(WORK TO BE COMPLETED) In the data, extract each line that holds the string "EditDelta".

Stored data

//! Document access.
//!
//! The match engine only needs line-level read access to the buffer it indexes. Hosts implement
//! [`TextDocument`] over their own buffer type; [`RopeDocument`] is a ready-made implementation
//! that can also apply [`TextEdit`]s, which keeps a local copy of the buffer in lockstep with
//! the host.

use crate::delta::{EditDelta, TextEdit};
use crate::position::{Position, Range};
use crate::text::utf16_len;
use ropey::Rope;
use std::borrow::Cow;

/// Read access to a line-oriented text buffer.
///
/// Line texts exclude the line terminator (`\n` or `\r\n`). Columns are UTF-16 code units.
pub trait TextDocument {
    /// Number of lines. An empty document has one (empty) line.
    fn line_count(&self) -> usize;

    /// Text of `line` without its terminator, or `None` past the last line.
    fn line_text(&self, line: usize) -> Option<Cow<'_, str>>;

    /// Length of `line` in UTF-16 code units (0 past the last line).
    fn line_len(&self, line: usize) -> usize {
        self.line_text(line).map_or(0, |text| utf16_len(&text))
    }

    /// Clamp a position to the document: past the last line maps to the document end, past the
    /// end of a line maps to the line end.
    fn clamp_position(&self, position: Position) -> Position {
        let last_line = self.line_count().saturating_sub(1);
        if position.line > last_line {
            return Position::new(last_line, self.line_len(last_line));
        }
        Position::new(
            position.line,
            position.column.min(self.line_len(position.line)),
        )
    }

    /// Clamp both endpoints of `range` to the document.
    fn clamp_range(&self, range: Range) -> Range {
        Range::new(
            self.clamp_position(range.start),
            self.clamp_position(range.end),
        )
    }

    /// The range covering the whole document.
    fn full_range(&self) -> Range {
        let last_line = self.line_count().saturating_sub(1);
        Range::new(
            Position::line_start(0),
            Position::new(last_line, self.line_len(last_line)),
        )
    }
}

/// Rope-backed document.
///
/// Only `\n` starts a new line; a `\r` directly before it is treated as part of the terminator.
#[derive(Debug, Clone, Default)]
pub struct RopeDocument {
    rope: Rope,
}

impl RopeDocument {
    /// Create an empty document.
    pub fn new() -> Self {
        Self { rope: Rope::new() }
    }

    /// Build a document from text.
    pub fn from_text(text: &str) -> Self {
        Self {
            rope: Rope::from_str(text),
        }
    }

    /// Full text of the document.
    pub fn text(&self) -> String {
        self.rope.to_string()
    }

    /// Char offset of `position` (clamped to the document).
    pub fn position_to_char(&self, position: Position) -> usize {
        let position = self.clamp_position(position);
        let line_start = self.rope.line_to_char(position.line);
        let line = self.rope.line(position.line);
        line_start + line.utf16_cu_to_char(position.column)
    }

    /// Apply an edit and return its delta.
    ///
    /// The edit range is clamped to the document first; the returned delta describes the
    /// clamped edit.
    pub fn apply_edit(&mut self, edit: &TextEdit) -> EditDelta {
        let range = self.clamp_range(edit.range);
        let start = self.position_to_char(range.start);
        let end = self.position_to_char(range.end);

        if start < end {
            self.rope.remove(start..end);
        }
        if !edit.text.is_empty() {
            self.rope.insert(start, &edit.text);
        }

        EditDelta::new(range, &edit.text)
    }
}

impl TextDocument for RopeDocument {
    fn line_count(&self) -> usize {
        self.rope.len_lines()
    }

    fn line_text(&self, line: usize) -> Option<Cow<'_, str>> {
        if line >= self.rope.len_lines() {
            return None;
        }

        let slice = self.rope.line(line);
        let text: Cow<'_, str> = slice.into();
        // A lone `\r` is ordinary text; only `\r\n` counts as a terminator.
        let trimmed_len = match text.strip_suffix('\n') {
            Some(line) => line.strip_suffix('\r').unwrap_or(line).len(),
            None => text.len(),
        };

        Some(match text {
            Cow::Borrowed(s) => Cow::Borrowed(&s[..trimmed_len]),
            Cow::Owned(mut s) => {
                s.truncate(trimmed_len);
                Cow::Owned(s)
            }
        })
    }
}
--
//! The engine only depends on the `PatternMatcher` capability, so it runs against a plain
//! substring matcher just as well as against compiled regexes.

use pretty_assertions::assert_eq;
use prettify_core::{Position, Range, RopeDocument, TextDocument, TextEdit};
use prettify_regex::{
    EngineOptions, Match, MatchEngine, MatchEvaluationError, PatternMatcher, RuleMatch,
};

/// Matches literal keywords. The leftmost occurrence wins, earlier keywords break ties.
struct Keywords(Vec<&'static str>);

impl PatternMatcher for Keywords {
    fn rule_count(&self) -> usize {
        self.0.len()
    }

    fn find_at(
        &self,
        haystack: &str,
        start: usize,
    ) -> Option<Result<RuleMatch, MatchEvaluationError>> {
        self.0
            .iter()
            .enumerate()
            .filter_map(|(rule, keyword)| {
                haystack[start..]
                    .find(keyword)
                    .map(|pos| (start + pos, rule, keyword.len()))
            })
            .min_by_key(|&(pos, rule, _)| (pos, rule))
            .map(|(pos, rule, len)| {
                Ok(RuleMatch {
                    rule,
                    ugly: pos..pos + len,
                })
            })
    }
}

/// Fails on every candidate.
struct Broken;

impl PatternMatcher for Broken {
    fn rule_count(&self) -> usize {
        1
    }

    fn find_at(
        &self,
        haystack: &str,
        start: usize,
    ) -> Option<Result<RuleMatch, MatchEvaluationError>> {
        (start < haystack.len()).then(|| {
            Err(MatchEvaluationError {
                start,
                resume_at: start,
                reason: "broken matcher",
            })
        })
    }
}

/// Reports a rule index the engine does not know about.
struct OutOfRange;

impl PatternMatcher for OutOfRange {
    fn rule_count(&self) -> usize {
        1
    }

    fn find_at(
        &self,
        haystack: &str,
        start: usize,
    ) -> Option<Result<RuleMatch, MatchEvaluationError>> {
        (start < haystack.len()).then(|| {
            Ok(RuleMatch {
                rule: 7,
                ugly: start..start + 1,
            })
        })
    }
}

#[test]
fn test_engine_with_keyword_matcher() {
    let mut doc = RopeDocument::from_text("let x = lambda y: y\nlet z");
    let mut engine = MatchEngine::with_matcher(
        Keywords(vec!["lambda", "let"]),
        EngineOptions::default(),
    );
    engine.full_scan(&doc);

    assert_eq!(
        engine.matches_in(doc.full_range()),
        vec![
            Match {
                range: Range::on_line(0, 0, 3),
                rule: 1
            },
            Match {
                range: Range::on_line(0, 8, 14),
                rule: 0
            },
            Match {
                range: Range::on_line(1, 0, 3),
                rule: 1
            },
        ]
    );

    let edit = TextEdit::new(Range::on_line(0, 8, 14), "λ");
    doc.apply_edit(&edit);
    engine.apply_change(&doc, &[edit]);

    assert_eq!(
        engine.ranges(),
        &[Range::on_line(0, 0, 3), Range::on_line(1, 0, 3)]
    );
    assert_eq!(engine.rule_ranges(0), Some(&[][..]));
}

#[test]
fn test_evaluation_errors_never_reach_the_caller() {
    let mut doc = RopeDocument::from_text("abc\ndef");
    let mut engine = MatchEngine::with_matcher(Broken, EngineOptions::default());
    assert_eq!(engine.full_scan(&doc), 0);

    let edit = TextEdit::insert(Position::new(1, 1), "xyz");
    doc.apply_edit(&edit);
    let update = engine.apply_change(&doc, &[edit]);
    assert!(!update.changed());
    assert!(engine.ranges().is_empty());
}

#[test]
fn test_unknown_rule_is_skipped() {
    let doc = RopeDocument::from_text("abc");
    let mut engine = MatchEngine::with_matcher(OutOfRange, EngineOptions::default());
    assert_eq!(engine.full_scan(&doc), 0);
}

(EXERCISE OUTPUT)
use crate::delta::{EditDelta, TextEdit};
    pub fn apply_edit(&mut self, edit: &TextEdit) -> EditDelta {
        EditDelta::new(range, &edit.text)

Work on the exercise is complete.